Exercise - Return every line of the data exactly as it stands.

◆ ◆ ◆ ◆ ◆

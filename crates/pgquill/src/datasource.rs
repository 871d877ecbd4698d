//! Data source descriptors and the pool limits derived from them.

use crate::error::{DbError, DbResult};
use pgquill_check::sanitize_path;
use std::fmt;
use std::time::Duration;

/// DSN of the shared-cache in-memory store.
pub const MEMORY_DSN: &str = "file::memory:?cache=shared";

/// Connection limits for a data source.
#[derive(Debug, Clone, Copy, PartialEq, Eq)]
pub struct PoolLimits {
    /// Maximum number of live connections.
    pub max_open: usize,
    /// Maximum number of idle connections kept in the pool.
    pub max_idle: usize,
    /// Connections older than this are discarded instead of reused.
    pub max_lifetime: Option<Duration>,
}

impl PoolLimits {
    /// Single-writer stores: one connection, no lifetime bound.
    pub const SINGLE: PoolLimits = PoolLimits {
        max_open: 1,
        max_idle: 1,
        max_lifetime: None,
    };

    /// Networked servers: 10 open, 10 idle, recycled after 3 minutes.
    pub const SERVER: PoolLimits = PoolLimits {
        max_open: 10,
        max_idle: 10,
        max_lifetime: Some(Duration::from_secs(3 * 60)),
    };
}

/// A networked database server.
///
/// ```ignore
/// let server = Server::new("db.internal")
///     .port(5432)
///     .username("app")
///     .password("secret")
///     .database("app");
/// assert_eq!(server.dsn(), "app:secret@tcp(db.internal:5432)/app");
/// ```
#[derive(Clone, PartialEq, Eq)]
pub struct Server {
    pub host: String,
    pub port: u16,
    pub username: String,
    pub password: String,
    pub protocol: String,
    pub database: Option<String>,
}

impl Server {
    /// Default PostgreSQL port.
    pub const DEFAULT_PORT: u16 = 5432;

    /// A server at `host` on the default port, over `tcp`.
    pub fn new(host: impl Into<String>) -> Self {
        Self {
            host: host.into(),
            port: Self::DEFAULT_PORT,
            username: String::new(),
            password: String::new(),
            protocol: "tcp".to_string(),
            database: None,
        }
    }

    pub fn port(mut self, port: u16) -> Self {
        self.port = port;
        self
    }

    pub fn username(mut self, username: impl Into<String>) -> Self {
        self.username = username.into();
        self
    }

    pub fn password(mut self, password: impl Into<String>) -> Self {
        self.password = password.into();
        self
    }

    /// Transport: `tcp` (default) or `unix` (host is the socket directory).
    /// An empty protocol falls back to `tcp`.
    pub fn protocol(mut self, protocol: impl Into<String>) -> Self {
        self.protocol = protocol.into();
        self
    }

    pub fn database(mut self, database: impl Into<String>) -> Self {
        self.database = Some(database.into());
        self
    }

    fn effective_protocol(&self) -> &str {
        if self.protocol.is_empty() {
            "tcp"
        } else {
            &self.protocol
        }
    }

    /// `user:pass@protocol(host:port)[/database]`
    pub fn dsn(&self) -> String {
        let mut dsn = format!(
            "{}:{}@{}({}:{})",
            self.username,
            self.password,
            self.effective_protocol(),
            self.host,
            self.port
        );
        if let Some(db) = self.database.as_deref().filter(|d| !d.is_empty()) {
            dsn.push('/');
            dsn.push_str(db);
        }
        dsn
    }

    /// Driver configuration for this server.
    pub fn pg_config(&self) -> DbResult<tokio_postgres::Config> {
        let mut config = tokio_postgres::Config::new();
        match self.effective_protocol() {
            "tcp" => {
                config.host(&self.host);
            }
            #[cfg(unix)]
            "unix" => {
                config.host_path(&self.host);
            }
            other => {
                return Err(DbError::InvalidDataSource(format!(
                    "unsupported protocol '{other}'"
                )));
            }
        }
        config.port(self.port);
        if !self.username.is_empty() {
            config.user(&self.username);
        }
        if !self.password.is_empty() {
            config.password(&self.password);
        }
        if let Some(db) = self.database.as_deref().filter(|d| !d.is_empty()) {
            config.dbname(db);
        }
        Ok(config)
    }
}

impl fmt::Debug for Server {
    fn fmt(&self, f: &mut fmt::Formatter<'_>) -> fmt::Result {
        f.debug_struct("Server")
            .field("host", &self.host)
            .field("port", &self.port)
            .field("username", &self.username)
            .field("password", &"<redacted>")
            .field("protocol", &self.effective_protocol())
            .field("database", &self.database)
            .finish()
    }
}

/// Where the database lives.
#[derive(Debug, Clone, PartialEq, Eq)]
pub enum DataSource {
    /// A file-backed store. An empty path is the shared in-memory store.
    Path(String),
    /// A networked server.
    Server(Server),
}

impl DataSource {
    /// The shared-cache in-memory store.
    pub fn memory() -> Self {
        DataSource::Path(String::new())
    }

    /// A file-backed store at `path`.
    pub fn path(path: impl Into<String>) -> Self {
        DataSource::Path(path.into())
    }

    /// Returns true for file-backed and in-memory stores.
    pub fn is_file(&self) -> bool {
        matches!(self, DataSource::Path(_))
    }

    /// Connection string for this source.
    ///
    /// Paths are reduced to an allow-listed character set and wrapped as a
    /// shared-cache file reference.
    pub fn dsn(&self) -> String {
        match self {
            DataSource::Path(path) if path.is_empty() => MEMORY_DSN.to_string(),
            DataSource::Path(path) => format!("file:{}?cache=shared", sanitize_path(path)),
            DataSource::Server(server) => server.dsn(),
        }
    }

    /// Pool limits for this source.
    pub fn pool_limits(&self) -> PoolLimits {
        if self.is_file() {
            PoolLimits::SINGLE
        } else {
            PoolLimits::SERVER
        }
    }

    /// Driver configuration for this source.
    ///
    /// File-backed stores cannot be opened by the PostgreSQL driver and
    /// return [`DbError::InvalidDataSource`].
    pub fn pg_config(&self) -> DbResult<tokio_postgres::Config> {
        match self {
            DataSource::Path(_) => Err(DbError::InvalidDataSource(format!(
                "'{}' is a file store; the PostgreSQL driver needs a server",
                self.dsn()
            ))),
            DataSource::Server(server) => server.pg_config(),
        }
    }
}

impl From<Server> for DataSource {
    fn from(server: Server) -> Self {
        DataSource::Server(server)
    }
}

◆ ◆ ◆ ◆ ◆

Answer for this exercise -
filename crates/pgquill/src/datasource.rs
repository 871d877ecbd4698d
//! Data source descriptors and the pool limits derived from them.

use crate::error::{DbError, DbResult};
use pgquill_check::sanitize_path;
use std::fmt;
use std::time::Duration;

/// DSN of the shared-cache in-memory store.
pub const MEMORY_DSN: &str = "file::memory:?cache=shared";

/// Connection limits for a data source.
#[derive(Debug, Clone, Copy, PartialEq, Eq)]
pub struct PoolLimits {
    /// Maximum number of live connections.
    pub max_open: usize,
    /// Maximum number of idle connections kept in the pool.
    pub max_idle: usize,
    /// Connections older than this are discarded instead of reused.
    pub max_lifetime: Option<Duration>,
}

impl PoolLimits {
    /// Single-writer stores: one connection, no lifetime bound.
    pub const SINGLE: PoolLimits = PoolLimits {
        max_open: 1,
        max_idle: 1,
        max_lifetime: None,
    };

    /// Networked servers: 10 open, 10 idle, recycled after 3 minutes.
    pub const SERVER: PoolLimits = PoolLimits {
        max_open: 10,
        max_idle: 10,
        max_lifetime: Some(Duration::from_secs(3 * 60)),
    };
}

/// A networked database server.
///
/// ```ignore
/// let server = Server::new("db.internal")
///     .port(5432)
///     .username("app")
///     .password("secret")
///     .database("app");
/// assert_eq!(server.dsn(), "app:secret@tcp(db.internal:5432)/app");
/// ```
#[derive(Clone, PartialEq, Eq)]
pub struct Server {
    pub host: String,
    pub port: u16,
    pub username: String,
    pub password: String,
    pub protocol: String,
    pub database: Option<String>,
}

impl Server {
    /// Default PostgreSQL port.
    pub const DEFAULT_PORT: u16 = 5432;

    /// A server at `host` on the default port, over `tcp`.
    pub fn new(host: impl Into<String>) -> Self {
        Self {
            host: host.into(),
            port: Self::DEFAULT_PORT,
            username: String::new(),
            password: String::new(),
            protocol: "tcp".to_string(),
            database: None,
        }
    }

    pub fn port(mut self, port: u16) -> Self {
        self.port = port;
        self
    }

    pub fn username(mut self, username: impl Into<String>) -> Self {
        self.username = username.into();
        self
    }

    pub fn password(mut self, password: impl Into<String>) -> Self {
        self.password = password.into();
        self
    }

    /// Transport: `tcp` (default) or `unix` (host is the socket directory).
    /// An empty protocol falls back to `tcp`.
    pub fn protocol(mut self, protocol: impl Into<String>) -> Self {
        self.protocol = protocol.into();
        self
    }

    pub fn database(mut self, database: impl Into<String>) -> Self {
        self.database = Some(database.into());
        self
    }

    fn effective_protocol(&self) -> &str {
        if self.protocol.is_empty() {
            "tcp"
        } else {
            &self.protocol
        }
    }

    /// `user:pass@protocol(host:port)[/database]`
    pub fn dsn(&self) -> String {
        let mut dsn = format!(
            "{}:{}@{}({}:{})",
            self.username,
            self.password,
            self.effective_protocol(),
            self.host,
            self.port
        );
        if let Some(db) = self.database.as_deref().filter(|d| !d.is_empty()) {
            dsn.push('/');
            dsn.push_str(db);
        }
        dsn
    }

    /// Driver configuration for this server.
    pub fn pg_config(&self) -> DbResult<tokio_postgres::Config> {
        let mut config = tokio_postgres::Config::new();
        match self.effective_protocol() {
            "tcp" => {
                config.host(&self.host);
            }
            #[cfg(unix)]
            "unix" => {
                config.host_path(&self.host);
            }
            other => {
                return Err(DbError::InvalidDataSource(format!(
                    "unsupported protocol '{other}'"
                )));
            }
        }
        config.port(self.port);
        if !self.username.is_empty() {
            config.user(&self.username);
        }
        if !self.password.is_empty() {
            config.password(&self.password);
        }
        if let Some(db) = self.database.as_deref().filter(|d| !d.is_empty()) {
            config.dbname(db);
        }
        Ok(config)
    }
}

impl fmt::Debug for Server {
    fn fmt(&self, f: &mut fmt::Formatter<'_>) -> fmt::Result {
        f.debug_struct("Server")
            .field("host", &self.host)
            .field("port", &self.port)
            .field("username", &self.username)
            .field("password", &"<redacted>")
            .field("protocol", &self.effective_protocol())
            .field("database", &self.database)
            .finish()
    }
}

/// Where the database lives.
#[derive(Debug, Clone, PartialEq, Eq)]
pub enum DataSource {
    /// A file-backed store. An empty path is the shared in-memory store.
    Path(String),
    /// A networked server.
    Server(Server),
}

impl DataSource {
    /// The shared-cache in-memory store.
    pub fn memory() -> Self {
        DataSource::Path(String::new())
    }

    /// A file-backed store at `path`.
    pub fn path(path: impl Into<String>) -> Self {
        DataSource::Path(path.into())
    }

    /// Returns true for file-backed and in-memory stores.
    pub fn is_file(&self) -> bool {
        matches!(self, DataSource::Path(_))
    }

    /// Connection string for this source.
    ///
    /// Paths are reduced to an allow-listed character set and wrapped as a
    /// shared-cache file reference.
    pub fn dsn(&self) -> String {
        match self {
            DataSource::Path(path) if path.is_empty() => MEMORY_DSN.to_string(),
            DataSource::Path(path) => format!("file:{}?cache=shared", sanitize_path(path)),
            DataSource::Server(server) => server.dsn(),
        }
    }

    /// Pool limits for this source.
    pub fn pool_limits(&self) -> PoolLimits {
        if self.is_file() {
            PoolLimits::SINGLE
        } else {
            PoolLimits::SERVER
        }
    }

    /// Driver configuration for this source.
    ///
    /// File-backed stores cannot be opened by the PostgreSQL driver and
    /// return [`DbError::InvalidDataSource`].
    pub fn pg_config(&self) -> DbResult<tokio_postgres::Config> {
        match self {
            DataSource::Path(_) => Err(DbError::InvalidDataSource(format!(
                "'{}' is a file store; the PostgreSQL driver needs a server",
                self.dsn()
            ))),
            DataSource::Server(server) => server.pg_config(),
        }
    }
}

impl From<Server> for DataSource {
    fn from(server: Server) -> Self {
        DataSource::Server(server)
    }
}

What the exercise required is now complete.